Mantienen todas las imputaciones contra el acusado de crimen de Yasmín

La Fiscalía solicitó ayer una condena de 44 años de prisión. El jurado recibirá mañana el objeto del veredicto y comenzará con las deliberaciones

JAVIER PEÑALBASAN SEBASTIÁN.
El acusado, junto a los dos abogados que le defienden, durante la sesión de ayer. ::
                             MICHELENA/
El acusado, junto a los dos abogados que le defienden, durante la sesión de ayer. :: MICHELENA

La Fiscalía de Gipuzkoa y las acusaciones personadas en el juicio que se celebra en la Audiencia de Gipuzkoa por el crimen de Yasmín Rodríguez, cometido en mayo de 2009 en Irun, mantuvieron ayer las imputaciones contra el presunto autor del delito.

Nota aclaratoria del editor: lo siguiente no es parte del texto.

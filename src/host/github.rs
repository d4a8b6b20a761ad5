use reqwest::Method;
use reqwest::blocking::{Client, Response};
use reqwest::header::{ACCEPT, AUTHORIZATION, HeaderMap, HeaderValue, LINK, USER_AGENT};
use serde::de::DeserializeOwned;
use serde::{Deserialize, Serialize};
use serde_json::{Value, json};

use super::{
    BlobContent, BlobEncoding, Issue, ObjectId, ObjectStore, Provisioner, RepoHandle,
    RepoOptions, TreeEntry,
};
use crate::error::RemoteError;

pub const DEFAULT_API_URL: &str = "https://api.github.com";

#[derive(Debug, Deserialize)]
struct ApiMessage {
    message: String,
}

#[derive(Debug, Deserialize)]
struct Sha {
    sha: String,
}

#[derive(Debug, Deserialize)]
struct RefResponse {
    object: Sha,
}

#[derive(Debug, Deserialize)]
struct CommitResponse {
    tree: Sha,
}

#[derive(Debug, Deserialize)]
struct Owner {
    login: String,
}

#[derive(Debug, Deserialize)]
struct RepoResponse {
    name: String,
    owner: Owner,
    default_branch: Option<String>,
    #[serde(default)]
    private: bool,
}

impl From<RepoResponse> for RepoHandle {
    fn from(r: RepoResponse) -> Self {
        RepoHandle {
            owner: r.owner.login,
            name: r.name,
            default_branch: r.default_branch.unwrap_or_else(|| "main".to_string()),
            private: r.private,
        }
    }
}

#[derive(Debug, Deserialize)]
struct IssueResponse {
    id: u64,
    number: u64,
    title: String,
    #[serde(default)]
    pull_request: Option<Value>,
}

impl From<IssueResponse> for Issue {
    fn from(i: IssueResponse) -> Self {
        Issue {
            id: i.id,
            number: i.number,
            title: i.title,
        }
    }
}

#[derive(Debug, Serialize)]
struct NewBlob {
    content: String,
    encoding: BlobEncoding,
}

#[derive(Debug, Serialize)]
struct NewTreeEntry<'a> {
    path: &'a str,
    mode: &'static str,
    #[serde(rename = "type")]
    kind: &'static str,
    sha: &'a str,
}

#[derive(Debug, Serialize)]
struct NewTree<'a> {
    #[serde(skip_serializing_if = "Option::is_none")]
    base_tree: Option<&'a str>,
    tree: Vec<NewTreeEntry<'a>>,
}

#[derive(Debug, Serialize)]
struct NewCommit<'a> {
    message: &'a str,
    tree: &'a str,
    parents: [&'a str; 1],
}

#[derive(Debug, Serialize)]
struct NewRef<'a> {
    #[serde(rename = "ref")]
    reference: String,
    sha: &'a str,
}

#[derive(Debug, Serialize)]
struct RefUpdate<'a> {
    sha: &'a str,
    force: bool,
}

/// Authenticated client for the GitHub REST API.
#[derive(Debug, Clone)]
pub struct GitHub {
    client: Client,
    api: String,
}

impl GitHub {
    /// Build a client sending `token` as a bearer credential to `api_url`.
    pub fn new(api_url: &str, token: &str) -> Result<Self, RemoteError> {
        let mut headers = HeaderMap::new();
        headers.insert(
            ACCEPT,
            HeaderValue::from_static("application/vnd.github+json"),
        );
        headers.insert(USER_AGENT, HeaderValue::from_static("expub"));
        headers.insert(
            "X-GitHub-Api-Version",
            HeaderValue::from_static("2022-11-28"),
        );
        let mut auth = HeaderValue::from_str(&format!("Bearer {}", token))
            .map_err(|_| RemoteError::Rejected("access token is not a valid header".into()))?;
        auth.set_sensitive(true);
        headers.insert(AUTHORIZATION, auth);

        let client = Client::builder().default_headers(headers).build()?;
        Ok(Self {
            client,
            api: api_url.trim_end_matches('/').to_string(),
        })
    }

    /// Object store scoped to `owner/name`.
    pub fn repo(&self, owner: &str, name: &str) -> GitHubRepo {
        GitHubRepo {
            gh: self.clone(),
            owner: owner.to_string(),
            name: name.to_string(),
        }
    }

    fn request(
        &self,
        method: Method,
        path: &str,
        body: Option<Value>,
    ) -> Result<Response, RemoteError> {
        self.request_url(method, format!("{}{}", self.api, path), body)
    }

    fn request_url(
        &self,
        method: Method,
        url: String,
        body: Option<Value>,
    ) -> Result<Response, RemoteError> {
        log::debug!("{method} {url}");
        let mut req = self.client.request(method.clone(), &url);
        if let Some(b) = &body {
            req = req.json(b);
        }
        let resp = req.send()?;
        let status = resp.status();
        if status.is_success() {
            return Ok(resp);
        }

        let text = resp.text().unwrap_or_default();
        let message = serde_json::from_str::<ApiMessage>(&text)
            .map(|m| m.message)
            .unwrap_or_else(|_| status.canonical_reason().unwrap_or("").to_string());
        if status.as_u16() == 404 {
            log::debug!("{method} {url}: not found");
        } else {
            log::warn!("{method} {url} received error {status}: {message}");
        }
        Err(RemoteError::Status {
            method: method.to_string(),
            url,
            status: status.as_u16(),
            message,
        })
    }

    fn send<T: DeserializeOwned>(
        &self,
        method: Method,
        path: &str,
        body: Option<Value>,
    ) -> Result<T, RemoteError> {
        let resp = self.request(method, path, body)?;
        resp.json::<T>()
            .map_err(|e| RemoteError::Decode(format!("{path}: {e}")))
    }

    /// Login of the user the token belongs to.
    pub fn authenticated_login(&self) -> Result<String, RemoteError> {
        let owner: Owner = self.send(Method::GET, "/user", None)?;
        Ok(owner.login)
    }
}

/// Target of the `rel="next"` entry of a `Link` header.
fn next_page(headers: &HeaderMap) -> Option<String> {
    let link = headers.get(LINK)?.to_str().ok()?;
    link.split(',').find_map(|part| {
        let (target, params) = part.split_once(';')?;
        params
            .split(';')
            .any(|p| p.trim() == r#"rel="next""#)
            .then(|| {
                target
                    .trim()
                    .trim_start_matches('<')
                    .trim_end_matches('>')
                    .to_string()
            })
    })
}

fn to_json(body: &impl Serialize) -> Result<Value, RemoteError> {
    serde_json::to_value(body).map_err(|e| RemoteError::Decode(e.to_string()))
}

impl Provisioner for GitHub {
    fn find_repository(&self, owner: &str, name: &str) -> Result<Option<RepoHandle>, RemoteError> {
        match self.send::<RepoResponse>(Method::GET, &format!("/repos/{owner}/{name}"), None) {
            Ok(r) => Ok(Some(r.into())),
            Err(e) if e.is_not_found() => Ok(None),
            Err(e) => Err(e),
        }
    }

    fn ensure_repository(
        &self,
        owner: &str,
        name: &str,
        opts: RepoOptions,
    ) -> Result<RepoHandle, RemoteError> {
        if self.find_repository(owner, name)?.is_some() {
            log::info!("repository {owner}/{name} exists, updating settings");
            let mut body = json!({ "is_template": opts.template });
            if let Some(private) = opts.private {
                body["private"] = json!(private);
            }
            let r: RepoResponse =
                self.send(Method::PATCH, &format!("/repos/{owner}/{name}"), Some(body))?;
            return Ok(r.into());
        }

        let mut body = json!({
            "name": name,
            "auto_init": true,
            "is_template": opts.template,
        });
        if let Some(private) = opts.private {
            body["private"] = json!(private);
        }
        log::info!("creating repository {owner}/{name}");
        let org_path = format!("/orgs/{owner}/repos");
        match self.send::<RepoResponse>(Method::POST, &org_path, Some(body.clone())) {
            Ok(r) => Ok(r.into()),
            // Not an organization: only the token's own account is a valid target.
            Err(e) if e.is_not_found() => {
                let login = self.authenticated_login()?;
                if !login.eq_ignore_ascii_case(owner) {
                    return Err(e);
                }
                let r: RepoResponse = self.send(Method::POST, "/user/repos", Some(body))?;
                Ok(r.into())
            }
            Err(e) => Err(e),
        }
    }

    fn protect_branch(
        &self,
        repo: &RepoHandle,
        branch: &str,
        required_reviews: u32,
    ) -> Result<(), RemoteError> {
        let body = json!({
            "required_status_checks": null,
            "enforce_admins": null,
            "restrictions": null,
            "required_pull_request_reviews": {
                "required_approving_review_count": required_reviews,
            },
        });
        let path = format!(
            "/repos/{}/{}/branches/{}/protection",
            repo.owner, repo.name, branch
        );
        self.request(Method::PUT, &path, Some(body))?;
        Ok(())
    }

    /// Every issue of the repository, following `Link: rel="next"` pages.
    fn list_issues(&self, repo: &RepoHandle) -> Result<Vec<Issue>, RemoteError> {
        let mut url = format!(
            "{}/repos/{}/{}/issues?state=all&per_page=100&page=1",
            self.api, repo.owner, repo.name
        );
        let mut out = Vec::new();
        loop {
            let resp = self.request_url(Method::GET, url.clone(), None)?;
            let next = next_page(resp.headers());
            let page: Vec<IssueResponse> = resp
                .json()
                .map_err(|e| RemoteError::Decode(format!("{url}: {e}")))?;
            out.extend(
                page.into_iter()
                    .filter(|i| i.pull_request.is_none())
                    .map(Issue::from),
            );
            match next {
                Some(n) => url = n,
                None => return Ok(out),
            }
        }
    }

    fn create_issue(
        &self,
        repo: &RepoHandle,
        title: &str,
        body: &str,
    ) -> Result<Issue, RemoteError> {
        let payload = json!({ "title": title, "body": body });
        let path = format!("/repos/{}/{}/issues", repo.owner, repo.name);
        let issue: IssueResponse = self.send(Method::POST, &path, Some(payload))?;
        Ok(issue.into())
    }

    fn add_issue_card(&self, column_id: u64, issue: &Issue) -> Result<(), RemoteError> {
        let body = json!({ "content_id": issue.id, "content_type": "Issue" });
        self.request(
            Method::POST,
            &format!("/projects/columns/{column_id}/cards"),
            Some(body),
        )?;
        Ok(())
    }

    fn grant_team(
        &self,
        repo: &RepoHandle,
        team_slug: &str,
        permission: Option<&str>,
    ) -> Result<(), RemoteError> {
        let body = match permission {
            Some(p) => json!({ "permission": p }),
            None => json!({}),
        };
        let path = format!(
            "/orgs/{}/teams/{}/repos/{}/{}",
            repo.owner, team_slug, repo.owner, repo.name
        );
        self.request(Method::PUT, &path, Some(body))?;
        Ok(())
    }
}

/// The git data API of one repository.
#[derive(Debug, Clone)]
pub struct GitHubRepo {
    gh: GitHub,
    owner: String,
    name: String,
}

impl GitHubRepo {
    fn path(&self, rest: &str) -> String {
        format!("/repos/{}/{}/git/{}", self.owner, self.name, rest)
    }
}

impl ObjectStore for GitHubRepo {
    fn create_blob(&self, content: &BlobContent) -> Result<ObjectId, RemoteError> {
        let body = NewBlob {
            content: content.wire_content(),
            encoding: content.encoding(),
        };
        let created: Sha = self
            .gh
            .send(Method::POST, &self.path("blobs"), Some(to_json(&body)?))?;
        Ok(ObjectId::new(created.sha))
    }

    fn create_tree(
        &self,
        base: Option<&ObjectId>,
        entries: &[TreeEntry],
    ) -> Result<ObjectId, RemoteError> {
        let body = NewTree {
            base_tree: base.map(ObjectId::as_str),
            tree: entries
                .iter()
                .map(|e| NewTreeEntry {
                    path: &e.path,
                    mode: TreeEntry::MODE_FILE,
                    kind: "blob",
                    sha: e.object_id.as_str(),
                })
                .collect(),
        };
        let created: Sha = self
            .gh
            .send(Method::POST, &self.path("trees"), Some(to_json(&body)?))?;
        Ok(ObjectId::new(created.sha))
    }

    fn create_commit(
        &self,
        tree: &ObjectId,
        parent: &ObjectId,
        message: &str,
    ) -> Result<ObjectId, RemoteError> {
        let body = NewCommit {
            message,
            tree: tree.as_str(),
            parents: [parent.as_str()],
        };
        let created: Sha = self
            .gh
            .send(Method::POST, &self.path("commits"), Some(to_json(&body)?))?;
        Ok(ObjectId::new(created.sha))
    }

    fn commit_tree(&self, commit: &ObjectId) -> Result<ObjectId, RemoteError> {
        let path = self.path(&format!("commits/{commit}"));
        let c: CommitResponse = self.gh.send(Method::GET, &path, None)?;
        Ok(ObjectId::new(c.tree.sha))
    }

    fn get_ref(&self, branch: &str) -> Result<Option<ObjectId>, RemoteError> {
        let path = self.path(&format!("ref/heads/{branch}"));
        match self.gh.send::<RefResponse>(Method::GET, &path, None) {
            Ok(r) => Ok(Some(ObjectId::new(r.object.sha))),
            Err(e) if e.is_not_found() => Ok(None),
            Err(e) => Err(e),
        }
    }

    fn create_ref(&self, branch: &str, commit: &ObjectId) -> Result<(), RemoteError> {
        let body = NewRef {
            reference: format!("refs/heads/{branch}"),
            sha: commit.as_str(),
        };
        self.gh
            .request(Method::POST, &self.path("refs"), Some(to_json(&body)?))?;
        Ok(())
    }

    fn update_ref(&self, branch: &str, commit: &ObjectId) -> Result<(), RemoteError> {
        let body = RefUpdate {
            sha: commit.as_str(),
            force: false,
        };
        self.gh.request(
            Method::PATCH,
            &self.path(&format!("refs/heads/{branch}")),
            Some(to_json(&body)?),
        )?;
        Ok(())
    }
}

El ministerio público solicitó que el acusado, Edward Enrique Sanclemente, esposo de la víctima, sea declarado culpable de dos delitos de asesinato, uno de ellos en grado de tentativa, por los que pidió penas que suman 35 años. También demandó condenas por coacciones, amenazas, lesiones y otra por un delito contra la de seguridad vial. Por estos últimos reclama nueve años más, de forma que el imputado se enfrenta a un total de 44 años de cárcel. Las otras acusaciones, tres particulares, que representan a la hija de la fallecida, a su madre y a Juan Pablo Urtizberea, y la acción popular que ejercen el Ayuntamiento de Irun, las Juntas Generales de Gipuzkoa y el Ministerio de Igualdad, solicitaron penas similares. Todas ellas coincidieron en señalar que el acusado sometía a su pareja a una estrecha vigilancia y control. Remarcaron que la llamaba constantemente, «incluso a horas nocturnas e intempestivas», dijo la fiscal. La pareja se había separado en 2007, si bien habían retomado la relación.

Recordaron que la noche del suceso, sobre las cuatro y media de la madrugada, el inculpado siguió con su coche a la víctima cuando ésta regresaba al volante de su Opel Corsa rojo con una amiga desde el hotel Ibis, después de celebrar la despedida de un compañero de trabajo. Durante el trayecto, el procesado embistió por dos veces el automóvil en el que viajaba fallecida. El segundo de los impactos hizo que el coche de Yasmín quedara mirando en el sentido contrario a la marcha.

Las acusaciones sostuvieron de nuevo que el procesado descendió del vehículo y se digirió hacia Yasmín, que también se había bajado de su coche con el propósito de hablar con su marido.La parte acusadora sostuvo que la mujer, aturdida aún por el impacto recibido, fue atacada por el acusado, que le clavó un cuchillo de cocina en la base del cuello. La fiscal y el resto de letrados indicaron que el ataque fue sorpresivo e inesperado y que Yasmín no tuvo oportunidad de defenderse.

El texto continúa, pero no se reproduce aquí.